Directions:
Each line below from the one containing "let mut bits" through the one containing "1, 2]), 0.25).unwrap();" should be output exactly as it stands, and no other line should appear.

Study material:
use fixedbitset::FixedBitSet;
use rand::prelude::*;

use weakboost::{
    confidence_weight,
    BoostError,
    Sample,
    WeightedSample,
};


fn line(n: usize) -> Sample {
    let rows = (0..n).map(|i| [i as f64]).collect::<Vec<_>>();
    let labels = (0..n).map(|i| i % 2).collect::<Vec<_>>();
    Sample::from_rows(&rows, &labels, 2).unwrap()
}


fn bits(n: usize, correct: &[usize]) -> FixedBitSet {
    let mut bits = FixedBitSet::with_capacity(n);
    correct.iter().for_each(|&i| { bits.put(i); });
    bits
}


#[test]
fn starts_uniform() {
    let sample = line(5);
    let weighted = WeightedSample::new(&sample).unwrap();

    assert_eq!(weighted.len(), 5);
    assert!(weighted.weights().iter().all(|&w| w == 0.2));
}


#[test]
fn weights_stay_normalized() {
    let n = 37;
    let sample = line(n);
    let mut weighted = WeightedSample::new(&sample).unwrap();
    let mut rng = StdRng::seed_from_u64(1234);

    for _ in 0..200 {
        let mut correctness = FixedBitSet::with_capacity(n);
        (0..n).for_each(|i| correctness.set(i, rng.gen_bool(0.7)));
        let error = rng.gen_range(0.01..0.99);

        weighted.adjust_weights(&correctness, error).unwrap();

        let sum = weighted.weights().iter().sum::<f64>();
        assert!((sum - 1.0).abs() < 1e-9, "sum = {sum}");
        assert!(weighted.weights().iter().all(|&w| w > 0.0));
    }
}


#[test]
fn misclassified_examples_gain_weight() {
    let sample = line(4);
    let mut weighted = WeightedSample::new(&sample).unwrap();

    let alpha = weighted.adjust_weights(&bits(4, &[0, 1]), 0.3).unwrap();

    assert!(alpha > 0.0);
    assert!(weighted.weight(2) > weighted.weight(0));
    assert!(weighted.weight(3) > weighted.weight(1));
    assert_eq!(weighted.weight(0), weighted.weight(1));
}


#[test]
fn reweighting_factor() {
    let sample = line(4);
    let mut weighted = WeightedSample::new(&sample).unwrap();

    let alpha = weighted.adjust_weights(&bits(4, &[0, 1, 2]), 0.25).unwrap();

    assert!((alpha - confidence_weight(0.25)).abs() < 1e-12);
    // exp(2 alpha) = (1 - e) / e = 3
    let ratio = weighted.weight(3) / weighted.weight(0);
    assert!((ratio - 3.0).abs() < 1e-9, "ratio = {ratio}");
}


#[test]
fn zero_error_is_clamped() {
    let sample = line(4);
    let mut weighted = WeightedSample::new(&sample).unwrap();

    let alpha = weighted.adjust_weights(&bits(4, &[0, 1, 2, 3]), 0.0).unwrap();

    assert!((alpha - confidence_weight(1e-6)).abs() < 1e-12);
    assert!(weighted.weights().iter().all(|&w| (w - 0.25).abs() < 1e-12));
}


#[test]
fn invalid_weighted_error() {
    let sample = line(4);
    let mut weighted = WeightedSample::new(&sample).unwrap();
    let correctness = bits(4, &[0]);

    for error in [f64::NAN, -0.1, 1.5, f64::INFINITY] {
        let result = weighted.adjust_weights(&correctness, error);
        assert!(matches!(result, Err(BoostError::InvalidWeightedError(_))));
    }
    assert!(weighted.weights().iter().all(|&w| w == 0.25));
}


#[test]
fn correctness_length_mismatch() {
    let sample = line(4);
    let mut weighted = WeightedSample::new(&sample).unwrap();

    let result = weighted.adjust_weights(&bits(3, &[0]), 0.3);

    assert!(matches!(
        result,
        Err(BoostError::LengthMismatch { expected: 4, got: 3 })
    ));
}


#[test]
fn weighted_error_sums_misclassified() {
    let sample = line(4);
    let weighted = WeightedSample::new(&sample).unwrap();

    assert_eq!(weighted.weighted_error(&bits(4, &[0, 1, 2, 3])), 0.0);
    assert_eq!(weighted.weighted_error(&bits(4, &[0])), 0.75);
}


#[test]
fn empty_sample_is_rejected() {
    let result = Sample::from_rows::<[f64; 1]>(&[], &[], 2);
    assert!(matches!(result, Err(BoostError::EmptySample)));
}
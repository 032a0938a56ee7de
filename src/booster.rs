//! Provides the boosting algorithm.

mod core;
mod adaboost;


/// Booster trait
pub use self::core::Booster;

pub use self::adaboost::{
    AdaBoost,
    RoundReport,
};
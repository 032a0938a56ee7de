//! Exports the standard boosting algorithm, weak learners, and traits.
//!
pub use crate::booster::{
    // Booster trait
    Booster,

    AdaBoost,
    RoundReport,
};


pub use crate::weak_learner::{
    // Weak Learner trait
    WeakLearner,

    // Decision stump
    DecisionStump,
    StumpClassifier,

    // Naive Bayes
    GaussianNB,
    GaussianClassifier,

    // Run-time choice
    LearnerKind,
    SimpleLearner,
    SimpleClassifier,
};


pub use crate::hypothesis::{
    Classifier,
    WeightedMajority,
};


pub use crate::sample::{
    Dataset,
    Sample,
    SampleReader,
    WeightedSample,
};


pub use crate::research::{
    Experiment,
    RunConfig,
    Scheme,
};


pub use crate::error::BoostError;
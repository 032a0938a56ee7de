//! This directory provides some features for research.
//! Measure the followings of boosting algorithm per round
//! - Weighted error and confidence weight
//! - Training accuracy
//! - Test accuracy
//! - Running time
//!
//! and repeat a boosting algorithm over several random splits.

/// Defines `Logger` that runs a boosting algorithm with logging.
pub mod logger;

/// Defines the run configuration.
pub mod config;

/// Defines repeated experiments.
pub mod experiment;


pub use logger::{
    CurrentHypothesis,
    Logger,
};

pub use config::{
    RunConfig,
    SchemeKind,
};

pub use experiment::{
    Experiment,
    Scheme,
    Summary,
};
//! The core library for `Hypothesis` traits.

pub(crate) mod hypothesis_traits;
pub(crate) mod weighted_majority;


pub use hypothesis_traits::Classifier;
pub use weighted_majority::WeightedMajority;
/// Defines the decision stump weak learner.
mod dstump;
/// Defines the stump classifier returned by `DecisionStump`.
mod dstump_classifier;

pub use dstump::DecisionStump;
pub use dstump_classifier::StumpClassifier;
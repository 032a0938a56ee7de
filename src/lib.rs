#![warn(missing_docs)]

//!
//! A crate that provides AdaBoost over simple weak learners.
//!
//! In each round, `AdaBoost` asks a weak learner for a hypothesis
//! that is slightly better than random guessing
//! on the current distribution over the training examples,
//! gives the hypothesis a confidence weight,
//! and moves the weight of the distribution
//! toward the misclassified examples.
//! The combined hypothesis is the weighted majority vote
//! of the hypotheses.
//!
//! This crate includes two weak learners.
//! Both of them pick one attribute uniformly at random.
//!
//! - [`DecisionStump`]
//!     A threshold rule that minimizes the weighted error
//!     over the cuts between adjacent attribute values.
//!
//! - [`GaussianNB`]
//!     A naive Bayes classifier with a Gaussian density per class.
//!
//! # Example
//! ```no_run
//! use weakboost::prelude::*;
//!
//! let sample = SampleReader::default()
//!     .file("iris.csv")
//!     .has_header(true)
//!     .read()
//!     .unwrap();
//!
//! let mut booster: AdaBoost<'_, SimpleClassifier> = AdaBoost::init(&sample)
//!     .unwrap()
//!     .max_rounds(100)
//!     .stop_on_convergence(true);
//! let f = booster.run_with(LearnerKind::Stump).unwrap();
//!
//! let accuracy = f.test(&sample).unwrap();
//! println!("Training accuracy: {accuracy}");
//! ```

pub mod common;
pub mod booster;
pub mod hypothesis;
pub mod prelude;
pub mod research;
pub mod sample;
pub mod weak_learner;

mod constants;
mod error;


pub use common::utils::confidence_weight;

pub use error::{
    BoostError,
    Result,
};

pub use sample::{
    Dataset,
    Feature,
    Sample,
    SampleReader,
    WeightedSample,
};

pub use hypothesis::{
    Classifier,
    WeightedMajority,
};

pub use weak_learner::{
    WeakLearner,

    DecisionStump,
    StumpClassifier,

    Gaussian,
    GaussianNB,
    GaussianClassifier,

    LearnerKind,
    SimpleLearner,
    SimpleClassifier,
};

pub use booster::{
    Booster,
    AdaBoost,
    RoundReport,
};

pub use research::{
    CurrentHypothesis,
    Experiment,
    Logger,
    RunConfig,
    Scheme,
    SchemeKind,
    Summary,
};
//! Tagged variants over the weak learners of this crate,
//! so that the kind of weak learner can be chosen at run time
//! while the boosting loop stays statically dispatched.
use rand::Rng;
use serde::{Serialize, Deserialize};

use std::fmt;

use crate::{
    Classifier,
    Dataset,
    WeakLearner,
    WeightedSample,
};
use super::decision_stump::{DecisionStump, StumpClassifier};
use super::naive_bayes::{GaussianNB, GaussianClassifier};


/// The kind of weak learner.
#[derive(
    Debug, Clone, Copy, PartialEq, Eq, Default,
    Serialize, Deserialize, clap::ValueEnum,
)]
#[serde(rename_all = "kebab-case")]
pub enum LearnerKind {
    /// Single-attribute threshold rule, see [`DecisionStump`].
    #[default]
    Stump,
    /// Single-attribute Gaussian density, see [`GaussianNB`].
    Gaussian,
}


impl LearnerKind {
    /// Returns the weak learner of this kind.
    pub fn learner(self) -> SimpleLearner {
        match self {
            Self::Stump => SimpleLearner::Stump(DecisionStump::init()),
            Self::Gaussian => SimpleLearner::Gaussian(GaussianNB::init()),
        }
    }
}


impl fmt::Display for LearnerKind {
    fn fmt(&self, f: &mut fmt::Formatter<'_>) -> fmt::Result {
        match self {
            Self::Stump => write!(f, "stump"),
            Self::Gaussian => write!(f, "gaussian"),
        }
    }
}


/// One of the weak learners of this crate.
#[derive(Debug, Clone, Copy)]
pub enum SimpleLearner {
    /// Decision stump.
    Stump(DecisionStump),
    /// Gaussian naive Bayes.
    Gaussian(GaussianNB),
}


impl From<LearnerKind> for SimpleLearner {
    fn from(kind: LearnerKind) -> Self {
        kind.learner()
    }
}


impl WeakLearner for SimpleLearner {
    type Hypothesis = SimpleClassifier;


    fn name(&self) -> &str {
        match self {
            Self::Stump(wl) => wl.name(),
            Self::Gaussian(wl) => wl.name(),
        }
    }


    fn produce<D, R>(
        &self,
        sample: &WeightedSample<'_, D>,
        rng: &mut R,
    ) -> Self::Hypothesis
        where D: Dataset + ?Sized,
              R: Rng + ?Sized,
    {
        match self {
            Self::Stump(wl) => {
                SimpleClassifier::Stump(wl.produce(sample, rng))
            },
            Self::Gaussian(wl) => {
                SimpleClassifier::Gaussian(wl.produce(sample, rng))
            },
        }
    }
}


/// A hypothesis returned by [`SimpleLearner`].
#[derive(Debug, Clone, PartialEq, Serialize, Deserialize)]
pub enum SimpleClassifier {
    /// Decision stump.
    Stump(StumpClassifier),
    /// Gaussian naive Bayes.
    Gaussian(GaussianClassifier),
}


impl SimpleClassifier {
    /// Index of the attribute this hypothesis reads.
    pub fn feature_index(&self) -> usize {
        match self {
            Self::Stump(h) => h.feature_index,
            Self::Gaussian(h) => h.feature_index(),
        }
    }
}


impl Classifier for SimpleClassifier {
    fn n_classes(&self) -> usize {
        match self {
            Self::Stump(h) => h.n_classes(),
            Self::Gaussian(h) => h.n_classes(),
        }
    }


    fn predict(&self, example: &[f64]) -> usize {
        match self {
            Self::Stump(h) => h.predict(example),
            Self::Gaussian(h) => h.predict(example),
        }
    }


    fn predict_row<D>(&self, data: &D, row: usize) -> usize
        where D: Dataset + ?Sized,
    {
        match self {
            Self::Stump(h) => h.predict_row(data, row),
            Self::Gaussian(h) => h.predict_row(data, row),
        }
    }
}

Your response:
    let mut bits = FixedBitSet::with_capacity(n);
    correct.iter().for_each(|&i| { bits.put(i); });
    bits
}


#[test]
fn starts_uniform() {
    let sample = line(5);
    let weighted = WeightedSample::new(&sample).unwrap();

    assert_eq!(weighted.len(), 5);
    assert!(weighted.weights().iter().all(|&w| w == 0.2));
}


#[test]
fn weights_stay_normalized() {
    let n = 37;
    let sample = line(n);
    let mut weighted = WeightedSample::new(&sample).unwrap();
    let mut rng = StdRng::seed_from_u64(1234);

    for _ in 0..200 {
        let mut correctness = FixedBitSet::with_capacity(n);
        (0..n).for_each(|i| correctness.set(i, rng.gen_bool(0.7)));
        let error = rng.gen_range(0.01..0.99);

        weighted.adjust_weights(&correctness, error).unwrap();

        let sum = weighted.weights().iter().sum::<f64>();
        assert!((sum - 1.0).abs() < 1e-9, "sum = {sum}");
        assert!(weighted.weights().iter().all(|&w| w > 0.0));
    }
}


#[test]
fn misclassified_examples_gain_weight() {
    let sample = line(4);
    let mut weighted = WeightedSample::new(&sample).unwrap();

    let alpha = weighted.adjust_weights(&bits(4, &[0, 1]), 0.3).unwrap();

    assert!(alpha > 0.0);
    assert!(weighted.weight(2) > weighted.weight(0));
    assert!(weighted.weight(3) > weighted.weight(1));
    assert_eq!(weighted.weight(0), weighted.weight(1));
}


#[test]
fn reweighting_factor() {
    let sample = line(4);
    let mut weighted = WeightedSample::new(&sample).unwrap();

    let alpha = weighted.adjust_weights(&bits(4, &[0, 1, 2]), 0.25).unwrap();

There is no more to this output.